Md. student editors defuse tension over ad

Anti-reparations postings stirred protests elsewhere

May 02, 2001|By Michael Hill | Michael Hill,SUN STAFF

An advertisement opposing reparations for slavery that has caused major upheavals on campuses across the country has run in Maryland student newspapers without much fuss.

"I am proud of our students, I really am," said Freeman A. Hrabowski III, president of the University of Maryland, Baltimore County, where the weekly paper, the Retriever, ran the ad last week.

"There are some students that are very upset about it, but they are willing to listen to different points of view and take a reasonable approach to dealing with the issue," he said.

The ad, which will be the focus of a campus forum at UMBC tonight at 7 in the ballroom of the University Center, was placed by conservative author David Horowitz.
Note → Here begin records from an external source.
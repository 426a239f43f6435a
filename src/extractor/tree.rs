use crate::app::{ReelwatchError, Result};

/// Minimal element tree shared by the strict and the recovering parser.
///
/// The tree returned by either parser is rooted at an unnamed document
/// element whose children are the top-level elements of the input.
#[derive(Debug, Default, Clone, PartialEq, Eq)]
pub struct Element {
    /// Local name, without namespace prefix.
    pub name: String,
    pub attributes: Vec<(String, String)>,
    pub children: Vec<Node>,
}

#[derive(Debug, Clone, PartialEq, Eq)]
pub enum Node {
    Element(Element),
    Text(String),
}

impl Element {
    pub fn new(name: impl Into<String>) -> Self {
        Self {
            name: name.into(),
            ..Self::default()
        }
    }

    pub fn is_named(&self, name: &str) -> bool {
        self.name == name
    }

    /// First attribute with the given local name.
    pub fn attribute(&self, name: &str) -> Option<&str> {
        self.attributes
            .iter()
            .find(|(key, _)| key == name)
            .map(|(_, value)| value.as_str())
    }

    pub fn child_elements(&self) -> impl Iterator<Item = &Element> {
        self.children.iter().filter_map(|child| match child {
            Node::Element(el) => Some(el),
            Node::Text(_) => None,
        })
    }

    /// Concatenated text of all descendant text nodes.
    pub fn text(&self) -> String {
        let mut out = String::new();
        self.collect_text(&mut out);
        out
    }

    fn collect_text(&self, out: &mut String) {
        for child in &self.children {
            match child {
                Node::Text(text) => out.push_str(text),
                Node::Element(el) => el.collect_text(out),
            }
        }
    }

    /// Every element below `self` in document order.
    pub fn descendants(&self) -> Vec<&Element> {
        let mut out = Vec::new();
        self.collect_descendants(&mut out);
        out
    }

    fn collect_descendants<'a>(&'a self, out: &mut Vec<&'a Element>) {
        for child in self.child_elements() {
            out.push(child);
            child.collect_descendants(out);
        }
    }
}

/// Well-formedness-checking parse backed by roxmltree.
pub fn parse_strict(data: &[u8]) -> Result<Element> {
    let text = std::str::from_utf8(data)
        .map_err(|e| ReelwatchError::FeedParse(format!("input is not UTF-8: {}", e)))?;
    let text = text.trim_start_matches('\u{feff}');

    let mut options = roxmltree::ParsingOptions::default();
    options.allow_dtd = true;

    let doc = roxmltree::Document::parse_with_options(text, options)
        .map_err(|e| ReelwatchError::FeedParse(e.to_string()))?;

    let mut document = Element::default();
    document
        .children
        .push(Node::Element(convert(doc.root_element())));
    Ok(document)
}

fn convert(node: roxmltree::Node<'_, '_>) -> Element {
    let attributes = node
        .attributes()
        .map(|attr| (attr.name().to_string(), attr.value().to_string()))
        .collect();

    let children = node
        .children()
        .filter_map(|child| {
            if child.is_element() {
                Some(Node::Element(convert(child)))
            } else if child.is_text() {
                child.text().map(|t| Node::Text(t.to_string()))
            } else {
                None
            }
        })
        .collect();

    Element {
        name: node.tag_name().name().to_string(),
        attributes,
        children,
    }
}

#[cfg(test)]
mod tests {
    use super::*;

    #[test]
    fn test_strict_parse_builds_tree() {
        let doc = parse_strict(br#"<rss><channel a="1"><title>T</title></channel></rss>"#).unwrap();
        let rss = doc.child_elements().next().unwrap();
        assert!(rss.is_named("rss"));
        let channel = rss.child_elements().next().unwrap();
        assert_eq!(channel.attribute("a"), Some("1"));
        assert_eq!(channel.text(), "T");
    }

    #[test]
    fn test_strict_parse_uses_local_names() {
        let doc = parse_strict(
            br#"<rss xmlns:media="http://search.yahoo.com/mrss/"><media:content url="u"/></rss>"#,
        )
        .unwrap();
        let names: Vec<&str> = doc.descendants().iter().map(|e| e.name.as_str()).collect();
        assert_eq!(names, vec!["rss", "content"]);
    }

    #[test]
    fn test_strict_parse_rejects_mismatched_tags() {
        assert!(parse_strict(b"<rss><channel></rss>").is_err());
    }

    #[test]
    fn test_strict_parse_rejects_non_utf8() {
        assert!(parse_strict(b"<rss>\xff\xfe</rss>").is_err());
    }

    #[test]
    fn test_text_concatenates_cdata_and_children() {
        let doc = parse_strict(b"<a>one <b>two</b><![CDATA[ three]]></a>").unwrap();
        assert_eq!(doc.text(), "one two three");
    }
}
It resulted in raucous protests and stolen newspapers when it appeared in newspapers on campuses in California and at Brown University in Rhode Island.

But at UMBC and at the University of Maryland, College Park -- where the Diamondback ran it earlier in April -- student editors were credited with defusing tensions by discussing the issue with various groups on campus before the ad appeared and explaining their decision clearly in their newspapers on the day it was published.

"We let as many people know as we could beforehand," said Jennifer Schildroth, editor of the Retriever, who held the ad for two weeks to allow time for the discussions. "We wanted them to know that we weren't going for shock value."

In the Retriever and the Diamondback, the ad -- which calls reparations racist and says welfare payments and affirmative action have already transferred wealth to African-Americans -- was accompanied by a front-page editorial explaining the decision.

"We weighed the pros and cons and spoke with campus community members and journalists, both academics and professionals," said Matthew Sheehan, editor of the Diamondback, on his decision to run the ad. "We thought it came down to a free-speech issue."

The dilemma became the subject of a journalism class taught by Gene Roberts on managing a newsroom, which Sheehan takes.

"We mixed it up in the classroom and after they kicked it around, I told them what I thought," said Roberts, former managing editor of the New York Times and former executive editor of the Philadelphia Inquirer.

"I said that free expression is important to our society, and if newspapers don't stand up for it, who will?" he said. "I think society is healthier if thorny subjects are debated rather than being swept under the rug."

Schildroth said she was disappointed with the response to the ad.

"We only received one letter to the editor about it," she said. "We encouraged people to write in."

But UMBC's director of student life, Patty Perillo, said the ad has been a major topic on campus.

"I was walking through the University Center when many students were reading it for the first time," Perillo said. "For many, it caused discomfort, anger, pain, a disbelief that their peers would actually agree to do something like this."

But Perillo, who advised Schildroth during the weeks before the ad appeared, said that overall it has had a positive impact on campus.

"It has been a pretty phenomenal learning experience for students and student leaders," she said.